I’m sure we have all heard the running joke about the endless list of side effect information women have to deal with when opening a pack of birth control. But have many women have taken the time to read and truly understand what the information means. Beyond the usual disclaimers exists the risk of physical and emotional effects that often get overlooked.
Essentially, this form of contraceptive works by “tricking the body into thinking it is pregnant”, suppressing the hormones that trigger ovulation. Without ovulation, no egg can be released, so pregnancy is not possible. Named the combined oral contraceptive pill (COC), this extremely common form of birth control contains both oestrogen and progesterone. Containing both predominant female sexual hormones adds to its effectiveness by pregnancy mimicking (progesterone) alongside the stabilisation of endometrial lining (oestrogen).
However, as expected, tricking your body into thinking it has entered a state of procreation has its issues. As displayed in the extensive brochure women receive when opening a pack of COC, there are common, uncommon and rare side effects. From dizziness, mood swings and headaches, all the way to high blood pressure, blood clots and oestrogen related cancers, the list looks never ending.

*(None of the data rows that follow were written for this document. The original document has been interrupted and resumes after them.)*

//! Mock adapters for integration tests.
//!
//! Records every radio, LED, timer and storage call so tests can assert on
//! the full history without touching real peripherals.

use std::cell::Cell;
use std::collections::HashMap;
use std::rc::Rc;

use embedded_hal::delay::DelayNs;
use sensorlink::adapters::device_id::DeviceIdentity;
use sensorlink::app::ports::{BlobStore, Clock, PeriodicTimer, Radio, Rgb, RgbLed};
use sensorlink::app::service::{BoardController, Device};
use sensorlink::drivers::led_patterns::StatusIndicator;
use sensorlink::error::{RadioError, StorageError};
use sensorlink::events::{Event, Payload};
use sensorlink::link::RadioEvent;
use sensorlink::scheduler::TelemetryScheduler;
use sensorlink::sensors::{ReaderTable, SensorRegistry};
use sensorlink::store::ConfigStore;
use serde_json::Value;

// ── MockRadio ─────────────────────────────────────────────────

#[derive(Default)]
pub struct MockRadio {
    pub adverts: Vec<Vec<u8>>,
    pub notifications: Vec<Vec<u8>>,
    pub fail_notify: bool,
}

#[allow(dead_code)]
impl MockRadio {
    /// Every notification parsed as one JSON document.
    pub fn sent_json(&self) -> Vec<Value> {
        self.notifications
            .iter()
            .map(|n| {
                assert_eq!(n.last(), Some(&b'\n'), "frame must end in a newline");
                serde_json::from_slice(n).expect("notification is not JSON")
            })
            .collect()
    }

    pub fn last_advertised_name(&self) -> Option<&[u8]> {
        self.adverts.last().map(|adv| &adv[5..])
    }
}

impl Radio for MockRadio {
    fn advertise(&mut self, adv_data: &[u8]) -> Result<(), RadioError> {
        self.adverts.push(adv_data.to_vec());
        Ok(())
    }

    fn notify(&mut self, payload: &[u8]) -> Result<(), RadioError> {
        if self.fail_notify {
            return Err(RadioError::NotifyFailed(-1));
        }
        self.notifications.push(payload.to_vec());
        Ok(())
    }
}

// ── MockLed ───────────────────────────────────────────────────

#[derive(Default)]
pub struct MockLed {
    pub history: Vec<Rgb>,
}

impl RgbLed for MockLed {
    fn set_colour(&mut self, colour: Rgb) {
        self.history.push(colour);
    }
}

// ── MockTimer ─────────────────────────────────────────────────

/// Counts schedules and flags any `start` on an already running timer.
#[derive(Default)]
pub struct MockTimer {
    pub period_ms: Option<u32>,
    pub starts: u32,
    pub stops: u32,
    pub overlapping_starts: u32,
}

impl PeriodicTimer for MockTimer {
    fn start(&mut self, period_ms: u32) {
        if self.period_ms.is_some() {
            self.overlapping_starts += 1;
        }
        self.period_ms = Some(period_ms);
        self.starts += 1;
    }

    fn stop(&mut self) {
        self.period_ms = None;
        self.stops += 1;
    }

    fn is_running(&self) -> bool {
        self.period_ms.is_some()
    }

    fn generation(&self) -> u32 {
        self.starts
    }
}

// ── RecordingDelay ────────────────────────────────────────────

#[derive(Default)]
pub struct RecordingDelay {
    pub total_ns: u64,
}

impl DelayNs for RecordingDelay {
    fn delay_ns(&mut self, ns: u32) {
        self.total_ns += u64::from(ns);
    }
}

// ── MemStore ──────────────────────────────────────────────────

/// In-memory blob store with write failure injection.
#[derive(Default, Clone)]
pub struct MemStore {
    pub blobs: HashMap<String, Vec<u8>>,
    pub writes: u32,
    pub fail_writes: bool,
}

impl BlobStore for MemStore {
    fn read(&self, name: &str) -> Result<Option<Vec<u8>>, StorageError> {
        Ok(self.blobs.get(name).cloned())
    }

    fn write(&mut self, name: &str, data: &[u8]) -> Result<(), StorageError> {
        if self.fail_writes {
            return Err(StorageError::Full);
        }
        self.writes += 1;
        self.blobs.insert(name.into(), data.to_vec());
        Ok(())
    }

    fn remove(&mut self, name: &str) -> Result<(), StorageError> {
        self.blobs.remove(name);
        Ok(())
    }

    fn exists(&self, name: &str) -> bool {
        self.blobs.contains_key(name)
    }
}

// ── FakeClock ─────────────────────────────────────────────────

/// Shared manual clock; clones see the same time.
#[derive(Default, Clone)]
pub struct FakeClock(Rc<Cell<u64>>);

#[allow(dead_code)]
impl FakeClock {
    pub fn advance_ms(&self, ms: u64) {
        self.0.set(self.0.get() + ms * 1000);
    }
}

impl Clock for FakeClock {
    fn uptime_us(&self) -> u64 {
        self.0.get()
    }
}

// ── Assembled device ──────────────────────────────────────────

pub type MockIndicator = StatusIndicator<MockLed, MockTimer, RecordingDelay>;
pub type MockDevice = Device<MockRadio, MockIndicator, MemStore, MockTimer, FakeClock>;

pub const TEST_ID: &str = "TestBoard0000001";

pub fn identity() -> DeviceIdentity {
    DeviceIdentity::parse(TEST_ID).expect("valid test id")
}

/// A booted device over `store`, advertising, no peer.
pub fn boot(store: MemStore, clock: &FakeClock) -> MockDevice {
    let indicator = StatusIndicator::new(
        MockLed::default(),
        MockTimer::default(),
        RecordingDelay::default(),
    );
    let board = BoardController::new(
        ConfigStore::load(store, identity()),
        SensorRegistry::new(ReaderTable::builtin(), clock.clone()),
        TelemetryScheduler::new(MockTimer::default()),
    );
    Device::new(MockRadio::default(), indicator, board)
}

#[allow(dead_code)]
pub fn connect(dev: &mut MockDevice) {
    dev.dispatch(Event::Radio(RadioEvent::PeerConnected));
}

#[allow(dead_code)]
pub fn disconnect(dev: &mut MockDevice) {
    dev.dispatch(Event::Radio(RadioEvent::PeerDisconnected));
}

#[allow(dead_code)]
pub fn write(dev: &mut MockDevice, text: &str) {
    let payload = Payload::from_slice(text.as_bytes()).expect("payload fits");
    dev.dispatch(Event::Radio(RadioEvent::DataReceived(payload)));
}

/// A status tick from the indicator's current schedule.
#[allow(dead_code)]
pub fn status_tick(dev: &MockDevice) -> Event {
    Event::StatusTick(dev.machine().indicator().timer().generation())
}

#[allow(dead_code)]
pub fn radio(dev: &MockDevice) -> &MockRadio {
    dev.machine().link().radio()
}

But, even with these known issues, COC is still readily prescribed to young women for a range of health problems. In fact, under the NHS, it is common practice to prescribe these pills for women to treat conditions such as acne and polycystic ovary syndrome (PCOS). The reasons for this stems from its “hormonal regulation”. Meaning, if you suffer from low progesterone/high oestrogen PCOS, giving this pill would stop cysts from showing on the ovaries. However, as soon as one stops the pill, the cysts typically return alongside worsened quality of life related symptoms. The same goes for acne which is also inherently a hormonal disorders.
This means that instead of going to the root cause and attempting to understand and fix the hormonal disorder, it is common for the NHS to prescribe pills that are known to manage symptoms. In other words, a woman with PCOS is prescribed the COC pill, given it for as long as they can handle, and then left to face all the PCOS related outcomes when they attempt to get pregnant.
But, the issues don’t stop there. According to the World Health Organisation, the combined oral contraceptive pill is a type 1 on the Institute Agency for Research on Cancer scale. This means, alongside processed meats, tobacco, air pollution, the combined birth control pill shows sufficient evidence of carcinogenicity in humans. Yet, it is still one of the most prescribed pill in female human history.
Multiple large scale analyses shows that women who have recently or currently use COCs face about a 25% higher relative risk of breast cancer compared to non-users. However, this risk appears to decline over time post consumption with an almost complete disappearance after 10 years. ADD
Essentially, both oestrogen and progesterone hormones stimulate breast cell division, increasing opportunities for DNA replication errors, which can lead to cancer development over time. The risk is generally small due to the short period of time most women stay on COCs, but for those who are primary users, their risk is serious.
Given that the combined oral contraceptive pill is classified as a carcinogen, it means that it has the potential to cause mutations in the DNA of cells. Normally, DNA mutations arise spontaneously and are relatively extremely rare during cell division, and the body has many repair mechanisms to correct such errors. However, carcinogens bypass these pathways causing irreparable DNA damage and evading immune detection. This means that even in a perfectly healthy bodily environment, where other cancer promoting factors are non-existent, mutations can still start. However, the COC pill is slightly different. Instead of directly mutating DNA, it instead acts as a hormonal carcinogen, meaning it increases cancer risk through hormonal modulation. In other words, it increases the chances of spontaneous DNA errors.
Therefore, it is of no surprise to me that young women in the UK are turning away from governmental supplied oral birth control. Data shows a notable decline over the last decade with a 50% drop of their main contraceptive method, and a big shift into natural fertility management methods even given its higher failure rate (usually due to its inconsistent or incorrect use). Despite greater dependency on user accuracy, the shift has been primarily taken by Gen Z women, showing a 700% rise in users in the last 5 years.
The combined oral contraceptive pill has become part of everyday live for millions of women across the globe. Whilst high levels of pregnancy prevention are guaranteed with correct consumption, the potential health risks it carries should not be ignored. Even though the increased risk for serious side effects are relatively small, including breast cancer, they are real and supported by strong evidence.
For an increasing number of young women, particularly in the UK, this awareness is producing a conscious shift away from long-term hormonal contraception toward natural fertility methods, even with the lower reliability trade-off. Ultimately, the conversation around the pill should not end with it being labeled as “good” or “bad”. Instead, we should enable all birthing-age women to make an informed decision around their own health through complete information transparency.